**ABOUT THIS TASK**
Set the data down once more, in full and exactly.

#### INPUT FOR THIS TASK ####

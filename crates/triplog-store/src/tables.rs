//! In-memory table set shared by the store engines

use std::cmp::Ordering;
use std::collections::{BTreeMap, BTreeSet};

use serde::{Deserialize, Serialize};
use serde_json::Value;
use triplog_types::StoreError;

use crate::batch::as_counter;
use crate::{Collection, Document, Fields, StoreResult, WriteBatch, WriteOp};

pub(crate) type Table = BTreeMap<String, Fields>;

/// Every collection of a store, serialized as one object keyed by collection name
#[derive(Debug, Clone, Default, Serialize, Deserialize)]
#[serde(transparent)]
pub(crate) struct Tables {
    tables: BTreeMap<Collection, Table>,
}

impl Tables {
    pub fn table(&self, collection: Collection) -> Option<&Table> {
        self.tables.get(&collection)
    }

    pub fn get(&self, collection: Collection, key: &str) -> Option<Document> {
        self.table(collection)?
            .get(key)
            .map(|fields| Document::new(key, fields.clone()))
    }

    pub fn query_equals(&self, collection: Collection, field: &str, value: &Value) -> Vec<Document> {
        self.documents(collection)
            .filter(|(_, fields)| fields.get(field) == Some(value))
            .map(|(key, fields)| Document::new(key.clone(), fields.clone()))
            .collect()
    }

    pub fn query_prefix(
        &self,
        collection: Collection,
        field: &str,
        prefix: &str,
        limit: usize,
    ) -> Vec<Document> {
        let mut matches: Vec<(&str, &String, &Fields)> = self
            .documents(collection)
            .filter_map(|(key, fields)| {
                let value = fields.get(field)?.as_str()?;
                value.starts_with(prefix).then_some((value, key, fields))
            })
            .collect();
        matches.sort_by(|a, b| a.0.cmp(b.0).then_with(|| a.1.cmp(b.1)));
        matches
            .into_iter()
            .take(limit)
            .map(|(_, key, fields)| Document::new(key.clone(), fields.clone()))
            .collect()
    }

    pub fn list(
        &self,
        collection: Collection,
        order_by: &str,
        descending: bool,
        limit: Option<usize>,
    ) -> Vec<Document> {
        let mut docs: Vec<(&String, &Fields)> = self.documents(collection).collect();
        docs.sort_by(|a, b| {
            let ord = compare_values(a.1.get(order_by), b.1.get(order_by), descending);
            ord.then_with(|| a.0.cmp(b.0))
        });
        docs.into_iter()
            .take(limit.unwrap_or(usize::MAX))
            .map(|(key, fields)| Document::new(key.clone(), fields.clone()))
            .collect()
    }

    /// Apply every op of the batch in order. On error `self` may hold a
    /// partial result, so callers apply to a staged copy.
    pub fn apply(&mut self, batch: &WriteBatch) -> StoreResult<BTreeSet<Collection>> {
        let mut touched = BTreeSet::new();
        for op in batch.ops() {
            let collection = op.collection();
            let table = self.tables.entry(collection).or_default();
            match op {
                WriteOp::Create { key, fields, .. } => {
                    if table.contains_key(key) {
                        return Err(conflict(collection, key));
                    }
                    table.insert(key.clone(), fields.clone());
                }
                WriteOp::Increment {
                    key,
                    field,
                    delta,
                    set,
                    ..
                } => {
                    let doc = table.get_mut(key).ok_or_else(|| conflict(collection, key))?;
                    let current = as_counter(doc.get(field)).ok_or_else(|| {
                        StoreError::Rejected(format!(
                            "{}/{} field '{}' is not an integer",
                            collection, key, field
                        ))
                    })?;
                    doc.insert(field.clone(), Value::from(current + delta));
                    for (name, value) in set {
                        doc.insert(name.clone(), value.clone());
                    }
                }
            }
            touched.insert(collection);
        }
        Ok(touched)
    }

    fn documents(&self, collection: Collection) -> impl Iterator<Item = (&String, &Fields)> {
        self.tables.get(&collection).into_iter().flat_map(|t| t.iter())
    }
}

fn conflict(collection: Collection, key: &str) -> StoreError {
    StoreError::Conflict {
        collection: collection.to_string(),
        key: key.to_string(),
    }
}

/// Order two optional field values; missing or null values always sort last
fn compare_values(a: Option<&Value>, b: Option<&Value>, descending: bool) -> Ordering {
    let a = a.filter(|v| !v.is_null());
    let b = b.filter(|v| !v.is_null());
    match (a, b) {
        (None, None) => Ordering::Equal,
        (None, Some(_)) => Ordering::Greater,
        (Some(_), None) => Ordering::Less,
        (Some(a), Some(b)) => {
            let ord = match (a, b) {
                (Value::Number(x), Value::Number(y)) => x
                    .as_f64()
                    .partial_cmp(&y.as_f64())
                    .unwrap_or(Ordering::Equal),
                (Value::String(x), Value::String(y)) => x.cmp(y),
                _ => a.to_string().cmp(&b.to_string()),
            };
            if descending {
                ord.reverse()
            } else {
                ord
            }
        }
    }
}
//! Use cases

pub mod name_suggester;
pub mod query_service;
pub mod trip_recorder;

####

**RESPONSE**
filename crates/triplog-store/src/tables.rs
//! In-memory table set shared by the store engines

use std::cmp::Ordering;
use std::collections::{BTreeMap, BTreeSet};

use serde::{Deserialize, Serialize};
use serde_json::Value;
use triplog_types::StoreError;

use crate::batch::as_counter;
use crate::{Collection, Document, Fields, StoreResult, WriteBatch, WriteOp};

pub(crate) type Table = BTreeMap<String, Fields>;

/// Every collection of a store, serialized as one object keyed by collection name
#[derive(Debug, Clone, Default, Serialize, Deserialize)]
#[serde(transparent)]
pub(crate) struct Tables {
    tables: BTreeMap<Collection, Table>,
}

impl Tables {
    pub fn table(&self, collection: Collection) -> Option<&Table> {
        self.tables.get(&collection)
    }

    pub fn get(&self, collection: Collection, key: &str) -> Option<Document> {
        self.table(collection)?
            .get(key)
            .map(|fields| Document::new(key, fields.clone()))
    }

    pub fn query_equals(&self, collection: Collection, field: &str, value: &Value) -> Vec<Document> {
        self.documents(collection)
            .filter(|(_, fields)| fields.get(field) == Some(value))
            .map(|(key, fields)| Document::new(key.clone(), fields.clone()))
            .collect()
    }

    pub fn query_prefix(
        &self,
        collection: Collection,
        field: &str,
        prefix: &str,
        limit: usize,
    ) -> Vec<Document> {
        let mut matches: Vec<(&str, &String, &Fields)> = self
            .documents(collection)
            .filter_map(|(key, fields)| {
                let value = fields.get(field)?.as_str()?;
                value.starts_with(prefix).then_some((value, key, fields))
            })
            .collect();
        matches.sort_by(|a, b| a.0.cmp(b.0).then_with(|| a.1.cmp(b.1)));
        matches
            .into_iter()
            .take(limit)
            .map(|(_, key, fields)| Document::new(key.clone(), fields.clone()))
            .collect()
    }

    pub fn list(
        &self,
        collection: Collection,
        order_by: &str,
        descending: bool,
        limit: Option<usize>,
    ) -> Vec<Document> {
        let mut docs: Vec<(&String, &Fields)> = self.documents(collection).collect();
        docs.sort_by(|a, b| {
            let ord = compare_values(a.1.get(order_by), b.1.get(order_by), descending);
            ord.then_with(|| a.0.cmp(b.0))
        });
        docs.into_iter()
            .take(limit.unwrap_or(usize::MAX))
            .map(|(key, fields)| Document::new(key.clone(), fields.clone()))
            .collect()
    }

    /// Apply every op of the batch in order. On error `self` may hold a
    /// partial result, so callers apply to a staged copy.
    pub fn apply(&mut self, batch: &WriteBatch) -> StoreResult<BTreeSet<Collection>> {
        let mut touched = BTreeSet::new();
        for op in batch.ops() {
            let collection = op.collection();
            let table = self.tables.entry(collection).or_default();
            match op {
                WriteOp::Create { key, fields, .. } => {
                    if table.contains_key(key) {
                        return Err(conflict(collection, key));
                    }
                    table.insert(key.clone(), fields.clone());
                }
                WriteOp::Increment {
                    key,
                    field,
                    delta,
                    set,
                    ..
                } => {
                    let doc = table.get_mut(key).ok_or_else(|| conflict(collection, key))?;
                    let current = as_counter(doc.get(field)).ok_or_else(|| {
                        StoreError::Rejected(format!(
                            "{}/{} field '{}' is not an integer",
                            collection, key, field
                        ))
                    })?;
                    doc.insert(field.clone(), Value::from(current + delta));
                    for (name, value) in set {
                        doc.insert(name.clone(), value.clone());
                    }
                }
            }
            touched.insert(collection);
        }
        Ok(touched)
    }

    fn documents(&self, collection: Collection) -> impl Iterator<Item = (&String, &Fields)> {
        self.tables.get(&collection).into_iter().flat_map(|t| t.iter())
    }
}

fn conflict(collection: Collection, key: &str) -> StoreError {
    StoreError::Conflict {
        collection: collection.to_string(),
        key: key.to_string(),
    }
}

/// Order two optional field values; missing or null values always sort last
fn compare_values(a: Option<&Value>, b: Option<&Value>, descending: bool) -> Ordering {
    let a = a.filter(|v| !v.is_null());
    let b = b.filter(|v| !v.is_null());
    match (a, b) {
        (None, None) => Ordering::Equal,
        (None, Some(_)) => Ordering::Greater,
        (Some(_), None) => Ordering::Less,
        (Some(a), Some(b)) => {
            let ord = match (a, b) {
                (Value::Number(x), Value::Number(y)) => x
                    .as_f64()
                    .partial_cmp(&y.as_f64())
                    .unwrap_or(Ordering::Equal),
                (Value::String(x), Value::String(y)) => x.cmp(y),
                _ => a.to_string().cmp(&b.to_string()),
            };
            if descending {
                ord.reverse()
            } else {
                ord
            }
        }
    }
}
//! Use cases

pub mod name_suggester;
pub mod query_service;
pub mod trip_recorder;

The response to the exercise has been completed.